Whole-Genome Alignment and Gene Duplications
We aligned the genome assemblies of P. retropinna and P. turrubarensis to each other and to the published genome of the guppy, Poecilia reticulata, (Künstner et al. 2016) using the reference-free whole-genome aligner ProgressiveCactus (Paten et al. 2011). The resulting alignments were postprocessed into pairwise synteny blocks (see Materials and Methods for details). Pairwise average nucleotide divergence between the P. retropinna and P. turrubarensis assemblies was computed, and likewise between these two assemblies and the Poecilia reticulata assembly (fig. 2 and supplementary fig. 2, Supplementary Material online). Nucleotide divergence between pairs of species was higher in regions with high repeat density. On average, nucleotide divergence between Poecilia reticulata and P. turrubarensis was higher than nucleotide divergence between Poecilia reticulata and P. retropinna (supplementary fig. 2, Supplementary Material online), although both species pairs have the same most recent common ancestor (Pollux et al. 2014).
Gene duplications are an important driving force in adaptive evolution. Duplicated segments from the whole-genome alignment were extracted and checked for duplicated genes. Using this method, we identified 151 duplicated segments in the P. retropinna genome, and 102 duplicated segments on the P. turrubarensis genome. On these segments, 29 duplicated genes were identified in P. retropinna, and 4 duplicated genes in P. turrubarensis (supplementary table 3, Supplementary Material online).
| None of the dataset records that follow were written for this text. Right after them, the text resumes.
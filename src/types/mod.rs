//! Core types for the flash-card backend

pub mod card;
pub mod document;
pub mod response;

pub use card::{CardContent, CardRuleError, ChoiceOption, Difficulty, FlashCard, MatchPair};
pub use document::{Document, User, DEFAULT_TITLE};
pub use response::{
    CardListResponse, DocumentDetail, DocumentListResponse, DocumentSummary, TokenResponse,
    UploadResponse,
};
Within the duplicated genes in P. retropinna, we found a number of genes that code for sperm-associated proteins. Three duplicated proteins (spag6, cfap58, and cep162) are a part of sperm flagella or cilia in mammals (Sapiro et al. 2002; Wang et al. 2013; Nixon et al. 2018), and their expression (in humans) is either restricted to testis (spag6 and cfap58) or biased toward testis (cep162) (Uhlén et al. 2015). One more gene that is duplicated in P. retropinna (gcnt1) is involved in sialyl Lewis X antigen presentation, which is the antigen responsible for sperm-to-egg cell recognition (Pang et al. 2011).
Another interesting result is the expansion of the Vitellogenin (vtg) gene family in P. retropinna. Vitellogenin is an egg yolk precursor, but in placental teleosts may be involved in postfertilization nutrient provisioning (Vega-López et al. 2007). Other poeciliid fish have three vtg genes: two similarly sized vtg genes that are placed in tandem (vtg1 and vtg2) and a smaller vtg on a different location on the same chromosome (vtg3). However, in P. retropinna, vtg1 is duplicated, leading to a cluster of three vtg genes placed in tandem, along with the additional vtg3 gene (fig. 3).
(A) Phylogeny of the vtg gene family in five poeciliid fish species. (B) Conserved synteny of the vtg gene cluster in five poeciliid species.
Positive Selection
We performed likelihood tests for positive selection in phylogenetic branches leading to P. retropinna and P. turrubarensis using the codeml program from the PAML package (Yang 2007). Briefly, the hypothesis was tested that a coding sequence shows an elevated ratio of nonsynonymous to synonymous mutations at certain codon sites, in one of the tested branches, implemented in PAML as the branch-site model. For this, we used 1:1 orthologous genes found in four poeciliid genomes, of which the coding sequence was aligned using a codon-aware aligner (see Materials and Methods). We found 180 genes evolving under positive selection in P. retropinna, and 165 genes evolving under positive selection in P. turrubarensis, using a 5% false discovery rate (supplementary table 4, Supplementary Material online). Gene Ontology (GO) term enrichment analysis showed that the genes evolving under positive selection in P. retropinna were significantly enriched for genes involved in “neural system development” and “protein targeting to peroxisome” (supplementary table 5, Supplementary Material online). We found that five out of seven genes with GO term “protein targeting to peroxisome” in this gene set are involved in peroxisomal lipid metabolism, whereas the other two genes are involved in regulating the transport of enzymes to the peroxisomes.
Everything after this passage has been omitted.